Look below for the line holding "runner itself broke." and the line holding "Some(counts) if counts.total". Repeat those two and everything between, exactly.
BEGIN Data section
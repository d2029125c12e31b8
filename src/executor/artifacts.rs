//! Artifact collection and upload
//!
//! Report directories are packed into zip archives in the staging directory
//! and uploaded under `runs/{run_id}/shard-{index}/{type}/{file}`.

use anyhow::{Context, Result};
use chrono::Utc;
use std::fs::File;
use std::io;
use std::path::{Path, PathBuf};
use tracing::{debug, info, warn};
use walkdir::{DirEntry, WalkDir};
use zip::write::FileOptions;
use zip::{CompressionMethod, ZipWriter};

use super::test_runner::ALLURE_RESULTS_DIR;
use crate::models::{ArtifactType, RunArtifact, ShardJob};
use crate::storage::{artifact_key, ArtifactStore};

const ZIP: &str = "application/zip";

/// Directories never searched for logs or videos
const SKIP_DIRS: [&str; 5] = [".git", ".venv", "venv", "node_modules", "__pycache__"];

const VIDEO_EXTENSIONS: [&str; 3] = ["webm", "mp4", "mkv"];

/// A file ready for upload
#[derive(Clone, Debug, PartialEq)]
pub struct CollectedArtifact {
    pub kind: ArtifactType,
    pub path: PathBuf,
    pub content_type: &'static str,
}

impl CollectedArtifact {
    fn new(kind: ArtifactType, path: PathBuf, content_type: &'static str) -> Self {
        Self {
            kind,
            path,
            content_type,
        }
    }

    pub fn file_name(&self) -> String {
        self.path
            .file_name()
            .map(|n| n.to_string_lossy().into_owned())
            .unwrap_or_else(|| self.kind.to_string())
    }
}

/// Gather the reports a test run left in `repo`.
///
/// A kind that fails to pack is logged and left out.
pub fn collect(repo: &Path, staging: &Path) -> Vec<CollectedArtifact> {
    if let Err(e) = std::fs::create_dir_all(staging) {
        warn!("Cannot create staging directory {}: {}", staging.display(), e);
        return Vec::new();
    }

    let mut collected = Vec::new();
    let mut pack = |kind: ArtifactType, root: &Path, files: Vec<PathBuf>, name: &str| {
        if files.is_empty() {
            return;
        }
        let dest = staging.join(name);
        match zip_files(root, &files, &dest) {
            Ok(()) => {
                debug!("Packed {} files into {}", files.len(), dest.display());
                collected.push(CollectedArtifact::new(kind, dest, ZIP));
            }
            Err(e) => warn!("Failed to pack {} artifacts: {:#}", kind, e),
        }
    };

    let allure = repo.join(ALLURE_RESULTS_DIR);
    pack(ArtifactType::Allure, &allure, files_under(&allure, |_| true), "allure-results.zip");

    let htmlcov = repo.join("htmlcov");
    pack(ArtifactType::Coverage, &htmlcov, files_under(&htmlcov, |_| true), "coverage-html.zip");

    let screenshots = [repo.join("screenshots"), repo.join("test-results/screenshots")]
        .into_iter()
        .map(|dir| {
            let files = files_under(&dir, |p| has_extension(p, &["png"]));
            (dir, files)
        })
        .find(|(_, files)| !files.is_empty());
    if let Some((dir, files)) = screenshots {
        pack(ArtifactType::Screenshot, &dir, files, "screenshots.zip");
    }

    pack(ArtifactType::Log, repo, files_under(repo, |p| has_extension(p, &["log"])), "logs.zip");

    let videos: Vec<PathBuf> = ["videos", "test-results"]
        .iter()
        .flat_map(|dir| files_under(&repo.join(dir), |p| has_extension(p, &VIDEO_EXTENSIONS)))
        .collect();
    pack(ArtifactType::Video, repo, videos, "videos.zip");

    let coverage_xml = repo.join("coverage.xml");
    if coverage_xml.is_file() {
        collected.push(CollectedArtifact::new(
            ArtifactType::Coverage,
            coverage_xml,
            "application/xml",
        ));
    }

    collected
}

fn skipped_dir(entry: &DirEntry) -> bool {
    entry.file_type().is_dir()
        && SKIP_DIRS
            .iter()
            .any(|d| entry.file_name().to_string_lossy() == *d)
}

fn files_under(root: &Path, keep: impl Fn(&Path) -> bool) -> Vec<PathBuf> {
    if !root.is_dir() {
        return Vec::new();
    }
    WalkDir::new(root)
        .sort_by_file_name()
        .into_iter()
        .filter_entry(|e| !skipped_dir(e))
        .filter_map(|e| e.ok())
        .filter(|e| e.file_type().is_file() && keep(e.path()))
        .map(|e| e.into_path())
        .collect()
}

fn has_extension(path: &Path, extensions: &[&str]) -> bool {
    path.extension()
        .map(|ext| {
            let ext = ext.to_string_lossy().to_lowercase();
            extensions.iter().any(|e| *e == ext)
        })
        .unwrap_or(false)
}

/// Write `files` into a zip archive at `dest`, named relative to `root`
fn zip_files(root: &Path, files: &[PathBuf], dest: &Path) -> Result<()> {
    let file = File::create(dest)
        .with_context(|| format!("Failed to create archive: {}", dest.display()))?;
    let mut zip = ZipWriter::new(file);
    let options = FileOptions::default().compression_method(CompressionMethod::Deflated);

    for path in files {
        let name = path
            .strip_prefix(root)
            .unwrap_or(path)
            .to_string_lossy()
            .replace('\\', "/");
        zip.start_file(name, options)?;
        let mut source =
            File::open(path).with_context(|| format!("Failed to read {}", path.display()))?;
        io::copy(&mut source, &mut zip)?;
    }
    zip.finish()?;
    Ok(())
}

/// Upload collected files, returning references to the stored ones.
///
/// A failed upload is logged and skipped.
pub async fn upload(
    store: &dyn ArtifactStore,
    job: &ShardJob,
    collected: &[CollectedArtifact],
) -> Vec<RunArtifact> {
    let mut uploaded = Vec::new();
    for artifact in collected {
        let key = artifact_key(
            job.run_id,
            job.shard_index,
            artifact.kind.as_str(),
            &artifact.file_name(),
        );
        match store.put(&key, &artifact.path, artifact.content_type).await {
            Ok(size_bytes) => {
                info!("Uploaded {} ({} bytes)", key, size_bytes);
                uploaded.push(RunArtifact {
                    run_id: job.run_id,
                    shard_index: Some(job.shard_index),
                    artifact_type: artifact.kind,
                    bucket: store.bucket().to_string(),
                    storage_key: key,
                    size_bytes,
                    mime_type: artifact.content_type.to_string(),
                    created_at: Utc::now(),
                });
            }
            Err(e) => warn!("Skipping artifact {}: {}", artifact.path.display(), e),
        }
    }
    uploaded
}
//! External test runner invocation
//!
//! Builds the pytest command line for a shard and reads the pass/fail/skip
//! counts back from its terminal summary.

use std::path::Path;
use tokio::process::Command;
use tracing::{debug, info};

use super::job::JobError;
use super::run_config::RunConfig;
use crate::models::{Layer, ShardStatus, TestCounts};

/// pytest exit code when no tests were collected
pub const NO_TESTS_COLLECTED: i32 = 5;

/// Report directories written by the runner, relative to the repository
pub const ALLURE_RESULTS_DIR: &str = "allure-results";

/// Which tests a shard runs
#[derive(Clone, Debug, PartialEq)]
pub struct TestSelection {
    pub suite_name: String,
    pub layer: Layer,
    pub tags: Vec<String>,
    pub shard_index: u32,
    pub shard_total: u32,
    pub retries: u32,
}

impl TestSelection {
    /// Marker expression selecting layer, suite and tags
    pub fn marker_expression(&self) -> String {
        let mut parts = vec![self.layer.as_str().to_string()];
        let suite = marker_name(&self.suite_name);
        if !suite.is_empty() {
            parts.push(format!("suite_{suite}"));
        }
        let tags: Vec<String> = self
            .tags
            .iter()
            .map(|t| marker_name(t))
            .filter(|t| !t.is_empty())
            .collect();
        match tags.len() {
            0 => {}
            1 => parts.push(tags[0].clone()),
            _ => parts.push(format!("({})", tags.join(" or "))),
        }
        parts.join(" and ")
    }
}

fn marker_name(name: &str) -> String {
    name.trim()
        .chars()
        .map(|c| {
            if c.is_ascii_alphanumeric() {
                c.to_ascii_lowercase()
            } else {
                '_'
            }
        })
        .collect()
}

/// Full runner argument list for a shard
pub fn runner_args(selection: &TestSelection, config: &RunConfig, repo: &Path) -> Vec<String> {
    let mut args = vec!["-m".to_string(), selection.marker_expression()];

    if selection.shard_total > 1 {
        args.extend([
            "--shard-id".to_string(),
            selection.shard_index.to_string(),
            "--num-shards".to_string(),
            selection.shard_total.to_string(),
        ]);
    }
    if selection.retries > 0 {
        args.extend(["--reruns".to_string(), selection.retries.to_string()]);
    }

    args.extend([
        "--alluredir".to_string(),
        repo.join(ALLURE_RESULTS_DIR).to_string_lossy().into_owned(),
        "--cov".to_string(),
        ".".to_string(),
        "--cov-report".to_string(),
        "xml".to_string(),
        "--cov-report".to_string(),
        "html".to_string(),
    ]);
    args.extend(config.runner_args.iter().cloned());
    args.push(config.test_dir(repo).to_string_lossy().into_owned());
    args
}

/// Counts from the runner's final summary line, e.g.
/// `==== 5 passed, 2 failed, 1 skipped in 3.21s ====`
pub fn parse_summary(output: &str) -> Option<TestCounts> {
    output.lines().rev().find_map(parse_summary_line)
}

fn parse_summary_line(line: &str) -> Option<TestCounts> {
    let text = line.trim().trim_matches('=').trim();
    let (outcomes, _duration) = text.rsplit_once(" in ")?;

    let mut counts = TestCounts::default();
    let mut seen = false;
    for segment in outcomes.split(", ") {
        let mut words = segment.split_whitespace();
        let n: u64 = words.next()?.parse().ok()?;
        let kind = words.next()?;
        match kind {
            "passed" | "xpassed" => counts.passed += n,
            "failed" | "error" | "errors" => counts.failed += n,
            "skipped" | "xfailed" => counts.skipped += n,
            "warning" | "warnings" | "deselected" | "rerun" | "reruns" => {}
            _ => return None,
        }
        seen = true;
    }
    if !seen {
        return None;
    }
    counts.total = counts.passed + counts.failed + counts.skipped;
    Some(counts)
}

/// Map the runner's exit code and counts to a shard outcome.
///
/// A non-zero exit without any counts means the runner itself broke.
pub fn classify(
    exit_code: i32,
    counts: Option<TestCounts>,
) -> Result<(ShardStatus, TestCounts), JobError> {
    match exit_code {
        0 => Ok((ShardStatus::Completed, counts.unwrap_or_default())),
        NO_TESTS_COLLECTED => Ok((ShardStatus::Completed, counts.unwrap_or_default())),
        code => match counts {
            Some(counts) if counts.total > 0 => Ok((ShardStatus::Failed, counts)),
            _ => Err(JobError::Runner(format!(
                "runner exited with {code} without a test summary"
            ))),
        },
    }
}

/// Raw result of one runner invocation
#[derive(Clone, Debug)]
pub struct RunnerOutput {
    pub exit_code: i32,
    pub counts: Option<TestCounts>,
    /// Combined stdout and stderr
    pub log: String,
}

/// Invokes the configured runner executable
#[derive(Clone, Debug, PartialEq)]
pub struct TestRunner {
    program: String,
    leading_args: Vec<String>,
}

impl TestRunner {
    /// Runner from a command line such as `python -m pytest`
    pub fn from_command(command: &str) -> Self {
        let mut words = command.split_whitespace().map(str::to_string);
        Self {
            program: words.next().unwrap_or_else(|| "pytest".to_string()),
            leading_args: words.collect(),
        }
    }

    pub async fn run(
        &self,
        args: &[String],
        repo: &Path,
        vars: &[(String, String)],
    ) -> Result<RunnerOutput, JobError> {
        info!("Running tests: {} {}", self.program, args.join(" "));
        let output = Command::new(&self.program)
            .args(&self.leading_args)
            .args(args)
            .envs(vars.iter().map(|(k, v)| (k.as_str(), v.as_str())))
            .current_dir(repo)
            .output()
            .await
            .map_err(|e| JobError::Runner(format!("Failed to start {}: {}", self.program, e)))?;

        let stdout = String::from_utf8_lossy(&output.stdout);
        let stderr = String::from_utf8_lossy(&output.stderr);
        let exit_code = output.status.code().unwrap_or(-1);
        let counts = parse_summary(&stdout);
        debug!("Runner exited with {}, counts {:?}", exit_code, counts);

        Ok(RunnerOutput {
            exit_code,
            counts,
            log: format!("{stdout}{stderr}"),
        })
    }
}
END Data section
BEGIN Data section
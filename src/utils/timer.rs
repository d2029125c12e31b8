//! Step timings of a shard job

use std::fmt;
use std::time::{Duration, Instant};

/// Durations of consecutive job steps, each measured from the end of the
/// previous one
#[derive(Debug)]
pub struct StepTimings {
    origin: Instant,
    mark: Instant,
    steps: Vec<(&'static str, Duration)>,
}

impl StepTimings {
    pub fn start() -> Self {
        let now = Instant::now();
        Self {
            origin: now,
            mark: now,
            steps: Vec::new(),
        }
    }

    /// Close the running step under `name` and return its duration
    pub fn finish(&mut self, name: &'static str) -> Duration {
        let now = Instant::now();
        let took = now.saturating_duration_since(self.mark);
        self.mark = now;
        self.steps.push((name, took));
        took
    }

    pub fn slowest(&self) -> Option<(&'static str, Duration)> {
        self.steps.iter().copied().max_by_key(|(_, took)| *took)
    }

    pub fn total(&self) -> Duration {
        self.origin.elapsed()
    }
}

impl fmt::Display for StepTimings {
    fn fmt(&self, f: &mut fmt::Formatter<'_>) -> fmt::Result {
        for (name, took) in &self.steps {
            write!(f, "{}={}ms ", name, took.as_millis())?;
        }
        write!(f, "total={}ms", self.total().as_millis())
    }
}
END Data section
• **Answer for the task**:
/// A non-zero exit without any counts means the runner itself broke.
pub fn classify(
    exit_code: i32,
    counts: Option<TestCounts>,
) -> Result<(ShardStatus, TestCounts), JobError> {
    match exit_code {
        0 => Ok((ShardStatus::Completed, counts.unwrap_or_default())),
        NO_TESTS_COLLECTED => Ok((ShardStatus::Completed, counts.unwrap_or_default())),
        code => match counts {
            Some(counts) if counts.total > 0 => Ok((ShardStatus::Failed, counts)),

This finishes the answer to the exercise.